Ideally, a ransomware attack should not have such large-scale consequences. According to some sources, the entry point could have been production in Taiwan, and under normal circumstances the attack should not have spread to other parts of the infrastructure. But this is too simple a conclusion in the absence of confirmed information. Shutting down a company's digital services could be a precautionary measure. In addition, we are talking about a targeted attack that could have occurred long before it became known. Cybercriminals probably had time to prepare: this is clearly not an "area attack", not the use of a common Trojan at random.
Garmin's detailed incident analysis will help other companies respond more effectively to such attacks. How quickly and to what extent such information will be disclosed depends on the victim. So far, there is only one similar attack, information about which is publicly available in detail: extortion from Maersk after its systems were hacked in 2017. In that case, the entire network infrastructure was also affected, requiring 4,000 servers and 45,000 computers to be reconfigured . The damage was about $ 300 million.
Affected owners of Garmin devices complain of dependence on network infrastructure: without cloud services, it is impossible even to change the watch face. Whether this is justified is another matter, but our dependence on network services can be recognized as a fact. Their owners should clearly invest more in protecting against cyberattacks.
What else happened:
The links in the tweet above lead to interesting research from Google. The question that the experiment was supposed to answer: if a user searches the Internet for symptoms of food poisoning, does an extraordinary inspection of the restaurants he visited give the result? It turns out that there is a benefit: quality control at suspected restaurants revealed violations three times more often than usual. On the one hand, this is an example of using technology to improve security. On the other hand, it demonstrates the incredible possibilities of tracking users.
Bleeping Computer journalists write about the activities of anonymous "noble robbers" who break into the infrastructure of the spam botnet Emotet. Its infrastructure is also used to redirect spam recipients to malicious pages. And it is these links that hackers replace with innocent pictures, carefully selected so that they can troll those who control the botnet. How the "GIFs instead of Trojans" campaign works is shown in the video above.
Another example of activity (still dubious) to correct other people's cyber errors by the hands of the "good Samaritans." Unknowns delete user databases that were made publicly available by mistake, and instead they are left with a business card of one word: "meow."
Updates regarding the main event of the last week (see the previous digest ). Reuters correspondents report that about a thousand employees of the company had access to the console, which provides full control over Twitter accounts. These include people who were not even on the staff, such as representatives of large contractors.
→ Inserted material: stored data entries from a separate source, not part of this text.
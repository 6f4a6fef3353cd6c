/// Polynomial pieces of degree at most three joined at increasing knots.
///
/// On the interval `[knots[i], knots[i + 1]]` the value is
/// `c[0] + c[1]·t + c[2]·t² + c[3]·t³` with `t = x − knots[i]` and
/// `c = coefficients[i]`. Points outside the knot range are extrapolated with the
/// first or last piece.
#[derive(Debug, Clone, PartialEq)]
pub struct PiecewisePolynomial {
    knots: Vec<f64>,
    coefficients: Vec<[f64; 4]>,
}

impl PiecewisePolynomial {
    /// Callers guarantee at least two strictly increasing knots and one
    /// coefficient row per interval.
    pub(crate) fn from_parts(knots: Vec<f64>, coefficients: Vec<[f64; 4]>) -> Self {
        debug_assert!(knots.len() >= 2);
        debug_assert_eq!(knots.len(), coefficients.len() + 1);
        Self {
            knots,
            coefficients,
        }
    }

    pub fn knots(&self) -> &[f64] {
        &self.knots
    }

    pub fn coefficients(&self) -> &[[f64; 4]] {
        &self.coefficients
    }

    pub fn domain(&self) -> (f64, f64) {
        (self.knots[0], self.knots[self.knots.len() - 1])
    }

    /// Index of the piece used to evaluate `x`.
    pub fn interval_index(&self, x: f64) -> usize {
        let last = self.coefficients.len() - 1;
        self.knots
            .partition_point(|&k| k <= x)
            .saturating_sub(1)
            .min(last)
    }

    #[inline]
    pub fn evaluate(&self, x: f64) -> f64 {
        let i = self.interval_index(x);
        let t = x - self.knots[i];
        let [c0, c1, c2, c3] = self.coefficients[i];
        c0 + t * (c1 + t * (c2 + t * c3))
    }

    pub fn evaluate_many(&self, xs: &[f64]) -> Vec<f64> {
        xs.iter().map(|&x| self.evaluate(x)).collect()
    }

    pub fn derivative(&self) -> Self {
        let coefficients = self
            .coefficients
            .iter()
            .map(|&[_, c1, c2, c3]| [c1, 2.0 * c2, 3.0 * c3, 0.0])
            .collect();
        Self {
            knots: self.knots.clone(),
            coefficients,
        }
    }
}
It is possible that the rules for accessing the admin panel after the incident will have to be revised.
Ars Technica's great material tells the story of Adobe Flash, once a breakthrough platform for networked creativity, which later became the main Achilles heel of any user's computer for several years. The Flash player is officially "everything" this December.
Apple offers security researchersprepared iPhone with a debug interface that will make it easier to find vulnerabilities in the company's closed ecosystem. The restrictions for program participants are severe. They are obliged to notify Apple about the bugs found, and they are prohibited from transferring the device to third parties.